Как он много знает, мой сын, — это хорошо. Только у меня нет сейчас ни малейшей охоты упражнять свои слегка вспухшие мозги в адаптации хитрой теории планкеонного синтеза к его пониманию. И конечно, меня выручает моя золотая Аленушка — она громко призывает нас к ужину, пренебрегая обычными переговорными каналами.

По пути я наскоро договариваюсь с Андреем перенести нашу высокоученую беседу на завтра. Он не забудет…

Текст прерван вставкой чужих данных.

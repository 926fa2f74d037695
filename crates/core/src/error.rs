//! Core error types

use thiserror::Error;

use crate::types::{AccountId, ParseEnumError};

/// Errors raised by domain transitions on an [`crate::Account`]
#[derive(Debug, Clone, PartialEq, Eq, Error)]
pub enum AccountError {
    #[error("Please complete payment before registration")]
    PaymentNotApproved,

    #[error("Invalid {field}: {reason}")]
    InvalidField { field: &'static str, reason: String },

    #[error("Photo not found: {0}")]
    PhotoNotFound(String),
}

/// Errors that can occur in store, ledger and reporting operations
#[derive(Debug, Error)]
pub enum StoreError {
    #[error("Database error: {0}")]
    DatabaseError(#[from] rusqlite::Error),

    #[error("Account not found: {0}")]
    AccountNotFound(AccountId),

    /// Target of a vote is absent or not approved. The two cases are
    /// deliberately indistinguishable.
    #[error("Contestant not found")]
    ContestantNotFound,

    #[error("You have already voted for this contestant")]
    DuplicateVote,

    #[error("Email already registered: {0}")]
    DuplicateEmail(String),

    #[error("Payment id already in use: {0}")]
    DuplicatePaymentId(String),

    #[error(transparent)]
    Account(#[from] AccountError),

    #[error("Corrupt record: {0}")]
    CorruptRecord(String),

    #[error("Serialization error: {0}")]
    Serialization(#[from] serde_json::Error),

    #[error("IO error: {0}")]
    IoError(#[from] std::io::Error),
}

impl From<ParseEnumError> for StoreError {
    fn from(error: ParseEnumError) -> Self {
        StoreError::CorruptRecord(error.to_string())
    }
}

pub type Result<T> = std::result::Result<T, StoreError>;

/// True when the rusqlite error is a UNIQUE/PRIMARY KEY violation
pub(crate) fn is_unique_violation(error: &rusqlite::Error) -> bool {
    matches!(
        error,
        rusqlite::Error::SqliteFailure(e, _)
            if e.code == rusqlite::ErrorCode::ConstraintViolation
                && (e.extended_code == rusqlite::ffi::SQLITE_CONSTRAINT_UNIQUE
                    || e.extended_code == rusqlite::ffi::SQLITE_CONSTRAINT_PRIMARYKEY)
    )
}

/// Message attached to a constraint failure, used to tell which column collided
pub(crate) fn constraint_message(error: &rusqlite::Error) -> Option<&str> {
    match error {
        rusqlite::Error::SqliteFailure(_, Some(msg)) => Some(msg.as_str()),
        _ => None,
    }
}
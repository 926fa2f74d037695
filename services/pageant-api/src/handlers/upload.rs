use axum::extract::multipart::{Field, Multipart, MultipartRejection};
use axum::extract::{Path, State};
use bytes::BytesMut;
use chrono::Utc;
use pageant_core::{GalleryPhoto, StoredPhoto};
use std::sync::Arc;
use tracing::{info, warn};

use crate::auth::AuthUser;
use crate::error::{ApiError, ApiResponse, ApiResult};
use crate::media::{
    MediaError, UploadFile, GALLERY_FOLDER, MAX_GALLERY_UPLOAD, MAX_PHOTO_BYTES, PROFILE_FOLDER,
};
use crate::state::AppState;

fn multipart(
    upload: Result<Multipart, MultipartRejection>,
) -> Result<Multipart, ApiError> {
    upload.map_err(|rejection| ApiError::Validation(rejection.body_text()))
}

fn malformed(error: axum::extract::multipart::MultipartError) -> ApiError {
    ApiError::Validation(error.body_text())
}

/// Read one file part, stopping as soon as it exceeds [`MAX_PHOTO_BYTES`]
async fn read_file(mut field: Field<'_>) -> Result<UploadFile, ApiError> {
    let content_type = field.content_type().unwrap_or_default().to_string();
    if !content_type.starts_with("image/") {
        return Err(MediaError::NotAnImage.into());
    }
    let file_name = field.file_name().map(str::to_string);

    let mut buffer = BytesMut::new();
    while let Some(chunk) = field.chunk().await.map_err(malformed)? {
        if buffer.len() + chunk.len() > MAX_PHOTO_BYTES {
            return Err(MediaError::TooLarge {
                size: buffer.len() + chunk.len(),
                limit: MAX_PHOTO_BYTES,
            }
            .into());
        }
        buffer.extend_from_slice(&chunk);
    }

    let file = UploadFile {
        file_name,
        content_type,
        bytes: buffer.freeze(),
    };
    file.validate()?;
    Ok(file)
}

pub async fn profile_photo(
    State(state): State<Arc<AppState>>,
    AuthUser(user): AuthUser,
    upload: Result<Multipart, MultipartRejection>,
) -> ApiResult<StoredPhoto> {
    let mut form = multipart(upload)?;

    let mut file = None;
    while let Some(field) = form.next_field().await.map_err(malformed)? {
        if field.name() == Some("photo") && file.is_none() {
            file = Some(read_file(field).await?);
        }
    }
    let file = file.ok_or_else(|| ApiError::Validation("Please upload an image".to_string()))?;

    let photo = state.photos.upload(PROFILE_FOLDER, file).await?;

    let stored = photo.clone();
    let saved = state
        .update_account(user.id, move |account| {
            Ok(account.replace_profile_photo(stored, Utc::now()))
        })
        .await;
    let displaced = match saved {
        Ok((_, displaced)) => displaced,
        Err(e) => {
            if let Err(cleanup) = state.photos.delete(&photo.id).await {
                warn!(account_id = %user.id, photo_id = %photo.id, error = %cleanup, "Failed to remove unsaved profile photo");
            }
            return Err(e);
        }
    };

    if let Some(old) = displaced {
        if let Err(e) = state.photos.delete(&old.id).await {
            warn!(account_id = %user.id, photo_id = %old.id, error = %e, "Failed to delete old profile photo");
        }
    }

    info!(account_id = %user.id, photo_id = %photo.id, "Profile photo updated");
    Ok(ApiResponse::ok(photo))
}

pub async fn competition_photos(
    State(state): State<Arc<AppState>>,
    AuthUser(user): AuthUser,
    upload: Result<Multipart, MultipartRejection>,
) -> ApiResult<Vec<GalleryPhoto>> {
    let mut form = multipart(upload)?;

    let mut files = Vec::new();
    let mut captions = Vec::new();
    while let Some(field) = form.next_field().await.map_err(malformed)? {
        match field.name() {
            Some("photos") => {
                if files.len() == MAX_GALLERY_UPLOAD {
                    return Err(ApiError::Validation(format!(
                        "At most {MAX_GALLERY_UPLOAD} photos can be uploaded at once"
                    )));
                }
                files.push(read_file(field).await?);
            }
            Some("captions") => captions.push(field.text().await.map_err(malformed)?),
            _ => {}
        }
    }
    if files.is_empty() {
        return Err(ApiError::Validation(
            "Please upload at least one image".to_string(),
        ));
    }

    let mut photos = Vec::with_capacity(files.len());
    for (index, file) in files.into_iter().enumerate() {
        let stored = state.photos.upload(GALLERY_FOLDER, file).await?;
        photos.push(GalleryPhoto {
            id: stored.id,
            url: stored.url,
            caption: captions.get(index).cloned().unwrap_or_default(),
        });
    }

    let added = photos.clone();
    state
        .update_account(user.id, move |account| {
            account.add_gallery_photos(&added, Utc::now());
            Ok(())
        })
        .await?;

    info!(account_id = %user.id, count = photos.len(), "Competition photos uploaded");
    Ok(ApiResponse::ok(photos))
}

pub async fn delete_competition_photo(
    State(state): State<Arc<AppState>>,
    AuthUser(user): AuthUser,
    Path(photo_id): Path<String>,
) -> ApiResult<()> {
    if user.gallery_photo(&photo_id).is_none() {
        return Err(ApiError::NotFound("Photo not found".to_string()));
    }

    state.photos.delete(&photo_id).await?;

    state
        .update_account(user.id, move |account| {
            account.remove_gallery_photo(&photo_id, Utc::now())?;
            Ok(())
        })
        .await?;

    Ok(ApiResponse::with_message((), "Photo deleted successfully"))
}
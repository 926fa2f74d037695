use axum::extract::{ConnectInfo, Path, State};
use axum::http::HeaderMap;
use chrono::Utc;
use pageant_core::{
    AccountId, PageRequest, PublicCategoryStats, PublicContestant, PublicContestantQuery,
    PublicSort, SortOrder, VoteReceipt,
};
use serde::Deserialize;
use std::net::SocketAddr;
use std::sync::Arc;
use tracing::info;

use super::{client_ip, ApiQuery, ContestantList};
use crate::auth::AuthUser;
use crate::error::{ApiError, ApiResponse, ApiResult};
use crate::state::AppState;

#[derive(Debug, Default, Deserialize)]
#[serde(rename_all = "camelCase")]
pub struct ListParams {
    pub category: Option<String>,
    pub search: Option<String>,
    #[serde(default)]
    pub sort_by: PublicSort,
    #[serde(default)]
    pub order: SortOrder,
    pub page: Option<u32>,
    pub limit: Option<u32>,
}

impl From<ListParams> for PublicContestantQuery {
    fn from(params: ListParams) -> Self {
        Self {
            category: params.category,
            search: params.search,
            sort: params.sort_by,
            order: params.order,
            page: PageRequest::new(params.page, params.limit),
        }
    }
}

fn not_found() -> ApiError {
    ApiError::NotFound("Contestant not found".to_string())
}

/// Malformed ids are reported the same way as unknown ones
fn contestant_id(raw: &str) -> Result<AccountId, ApiError> {
    raw.parse().map_err(|_| not_found())
}

pub async fn list(
    State(state): State<Arc<AppState>>,
    ApiQuery(params): ApiQuery<ListParams>,
) -> ApiResult<ContestantList<PublicContestant>> {
    let query = PublicContestantQuery::from(params);
    let page = state
        .with_store(move |store| store.public_contestants(&query))
        .await?;
    Ok(ApiResponse::ok(page.into()))
}

pub async fn stats(State(state): State<Arc<AppState>>) -> ApiResult<Vec<PublicCategoryStats>> {
    let stats = state
        .with_store(|store| store.public_category_stats())
        .await?;
    Ok(ApiResponse::ok(stats))
}

pub async fn detail(
    State(state): State<Arc<AppState>>,
    Path(id): Path<String>,
) -> ApiResult<PublicContestant> {
    let id = contestant_id(&id)?;
    let contestant = state
        .with_store(move |store| store.public_contestant(id))
        .await?
        .ok_or_else(not_found)?;
    Ok(ApiResponse::ok(contestant))
}

pub async fn vote(
    State(state): State<Arc<AppState>>,
    AuthUser(voter): AuthUser,
    Path(id): Path<String>,
    headers: HeaderMap,
    peer: Option<ConnectInfo<SocketAddr>>,
) -> ApiResult<VoteReceipt> {
    let contestant = contestant_id(&id)?;
    let ip = client_ip(&headers, peer.map(|ConnectInfo(addr)| addr));

    let voter_id = voter.id;
    let receipt = state
        .with_store(move |store| {
            store.cast_vote(contestant, voter_id, ip.as_deref(), Utc::now())
        })
        .await?;

    info!(
        contestant_id = %contestant,
        voter_id = %voter_id,
        votes = receipt.votes_count,
        "Vote recorded"
    );

    Ok(ApiResponse::with_message(receipt, "Vote recorded successfully"))
}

— Папа, а ведь у тебя сегодня что-то случилось, — говорит Аленка, сызмальства отличающаяся сверхчувствительностью. Но скорее всего, она просто вычислила мое состояние — ведь обычно я никогда не откладываю научные консультации…

«Со всеми нами что-то случилось», — думаю я и улыбаюсь. Настроение идет по нарастающей. Семейный ужин почти в полном составе — приятнейшая редкость. А через неделю закатим встречу… И вообще пора превратить редкость в традицию.

Все-таки любопытно, как оценил бы наше застолье древний охотник или, скажем, современник Кузанца? Первый решил бы, что отцу семейства крупно не повезло на охоте, а мать ушла на небо, не заготовив для своих достаточного количества съедобных кореньев и ягод. Второй, скорее всего, понял бы дело так, что человечество впало в повальную нищету и голодуху. Человек прошлого века увидел бы здесь железную диету и, должно быть, пожалел бы моих худощавых деток…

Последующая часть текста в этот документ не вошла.